We are standing above the new Sorek desalination plant, the largest reverse-osmosis desal facility in the world, and we are staring at Israel’s salvation. Just a few years ago, in the depths of its worst drought in at least 900 years, Israel was running out of water. Now it has a surplus. That remarkable turnaround was accomplished through national campaigns to conserve and reuse Israel’s meager water resources, but the biggest impact came from a new wave of desalination plants.
Bar-Zeev, who recently joined Israel’s Zuckerberg Institute for Water Research after completing his postdoc work at Yale University, is an expert on biofouling, which has always been an Achilles’ heel of desalination and one of the reasons it has been considered a last resort. Desal works by pushing saltwater into membranes containing microscopic pores. The water gets through, while the larger salt molecules are left behind.
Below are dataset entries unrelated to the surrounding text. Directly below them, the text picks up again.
// ── Wire ↔ domain conversion ──
//
// Decodes the loosely-typed JSON stored under each site node into
// validated `SiteRecord`s, and encodes records back for writes.
// Remote data is written by many app versions; decoding is lenient where
// a sensible default exists and strict where guessing would corrupt data.

use std::collections::BTreeMap;

use serde_json::{Map, Value};

use crate::error::CoreError;
use crate::model::coordinate;
use crate::model::{Comment, CommentId, SiteKind, SiteRecord};

/// Field names of a site node.
pub mod keys {
    pub const SITE_DATA: &str = "site data";
    pub const COMMENTS: &str = "comments";
    pub const COORDINATES: &str = "coordinates";
    pub const IS_VACCINATION_SITE: &str = "is vaccination site";
    pub const WAIT_TIME: &str = "wait time";
    pub const AVAILABILITY: &str = "availability";
}

// ── Decoding ────────────────────────────────────────────────────────

/// Decode a whole child node (`{"site data": {...}, "comments": {...}}`).
///
/// `collection_kind` is the kind of the collection the child was read
/// from; it applies when the record omits its own flag.
pub fn decode_child(child: &Value, collection_kind: SiteKind) -> Result<SiteRecord, CoreError> {
    let site_data = child
        .get(keys::SITE_DATA)
        .ok_or_else(|| CoreError::malformed("child has no site data"))?;
    decode_site_data(site_data, collection_kind)
}

/// Decode and normalize a `"site data"` object.
pub fn decode_site_data(
    value: &Value,
    collection_kind: SiteKind,
) -> Result<SiteRecord, CoreError> {
    let obj = value
        .as_object()
        .ok_or_else(|| CoreError::malformed("site data is not an object"))?;

    let coordinates = obj
        .get(keys::COORDINATES)
        .ok_or_else(|| CoreError::malformed("missing coordinates"))?
        .as_str()
        .ok_or_else(|| CoreError::malformed("coordinates is not a string"))?;
    let (lat, lon) = coordinate::decode(coordinates)?;

    let kind = match present(obj, keys::IS_VACCINATION_SITE) {
        Some(flag) => SiteKind::from_vaccination_flag(
            coerce_bool(flag).ok_or_else(|| {
                CoreError::malformed(format!("{} is not a boolean: {flag}", keys::IS_VACCINATION_SITE))
            })?,
        ),
        None => collection_kind,
    };

    let available = match present(obj, keys::AVAILABILITY) {
        Some(flag) => coerce_bool(flag).ok_or_else(|| {
            CoreError::malformed(format!("{} is not a boolean: {flag}", keys::AVAILABILITY))
        })?,
        None => true,
    };

    let wait_time_minutes = obj.get(keys::WAIT_TIME).and_then(coerce_wait_time);

    SiteRecord::new(kind, lat, lon, wait_time_minutes, available)
        .map(|record| record.in_collection(collection_kind))
        .map_err(|e| CoreError::malformed(e.to_string()))
}

/// Field value, treating explicit `null` as absent.
fn present<'a>(obj: &'a Map<String, Value>, key: &str) -> Option<&'a Value> {
    obj.get(key).filter(|v| !v.is_null())
}

/// Accepts JSON booleans, `"true"`/`"false"` in any case, and `0`/`1`.
fn coerce_bool(value: &Value) -> Option<bool> {
    match value {
        Value::Bool(b) => Some(*b),
        Value::String(s) => match s.trim().to_ascii_lowercase().as_str() {
            "true" => Some(true),
            "false" => Some(false),
            _ => None,
        },
        Value::Number(n) => match n.as_u64() {
            Some(0) => Some(false),
            Some(1) => Some(true),
            _ => None,
        },
        _ => None,
    }
}

/// Blank, negative, or non-numeric wait times are unknown rather than zero.
fn coerce_wait_time(value: &Value) -> Option<u32> {
    match value {
        Value::String(s) => s.trim().parse().ok(),
        Value::Number(n) => n.as_u64().and_then(|m| u32::try_from(m).ok()),
        _ => None,
    }
}

/// Decode the `comments` map of a site. Non-string entries are skipped;
/// the result is ordered by id, which is creation order.
pub fn decode_comments(value: Option<Value>) -> Vec<Comment> {
    let Some(Value::Object(map)) = value else {
        return Vec::new();
    };

    let sorted: BTreeMap<String, Value> = map.into_iter().collect();
    sorted
        .into_iter()
        .filter_map(|(id, v)| match v {
            Value::String(text) => Some(Comment {
                id: CommentId::new(id),
                text,
            }),
            _ => None,
        })
        .collect()
}

// ── Encoding ────────────────────────────────────────────────────────

/// Encode a record as a `"site data"` object.
pub fn encode_site_data(record: &SiteRecord) -> Value {
    let mut obj = Map::new();
    obj.insert(
        keys::COORDINATES.into(),
        Value::String(record.coordinate_key.display()),
    );
    obj.insert(
        keys::IS_VACCINATION_SITE.into(),
        Value::Bool(record.kind.is_vaccination_site()),
    );
    obj.insert(
        keys::WAIT_TIME.into(),
        Value::String(
            record
                .wait_time_minutes
                .map(|m| m.to_string())
                .unwrap_or_default(),
        ),
    );
    obj.insert(keys::AVAILABILITY.into(), Value::Bool(record.available));
    Value::Object(obj)
}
But microorganisms in seawater quickly colonize the membranes and block the pores, and controlling them requires periodic costly and chemical-intensive cleaning. But Bar-Zeev and colleagues developed a chemical-free system using porous lava stone to capture the microorganisms before they reach the membranes. It’s just one of many breakthroughs in membrane technology that have made desalination much more efficient. Israel now gets 55 percent of its domestic water from desalination, and that has helped to turn one of the world’s driest countries into the unlikeliest of water giants.
In May 2022, California regulators rejected a desalination plant because the returned effluent would make the Pacific Ocean too salty.
Maybe they could find some vacant lots in Pacific Palisades to use for desalination plants?
Should have retortd to that argument with the fact that allowing too much fresh water into the Pacific dilutes the oceanic salt thus harming the fish!
I’m fairly certain some of our tax-dollars are somewhere in that mix. Be nice if they’d share the tech with US assuming we’re wise enough to build it in multiples.
It’s rarely Scientific and certainly no longer American....
Large desalination plants can produce fresh water almost as cheaply as California can import fresh water from the Colorado river. The costs actually overlap in estimates, with Colorado river water being fractionally cheaper.
Elon Musk left both places.
Interesting that planet’s fifth largest economy, with 840 mile of shoreline, has zero interest in desalination, is blowing up dams, and retiring its only nuke plant.
Israel CARED about their people.
looks like filtration is used there. I am surprised at the 50M gpd volume! I assumed major desalinization was steam/condensation. I wonder how many gallons a single filter is good for?..
Israel has been depleting the Jordan River for decades.
This is great news as they were looking at a serious problem in another 20 years.
California should learn from what Israel has done vs attacking them.
You’re good.
Commiefornia is doing that to the Colorado River.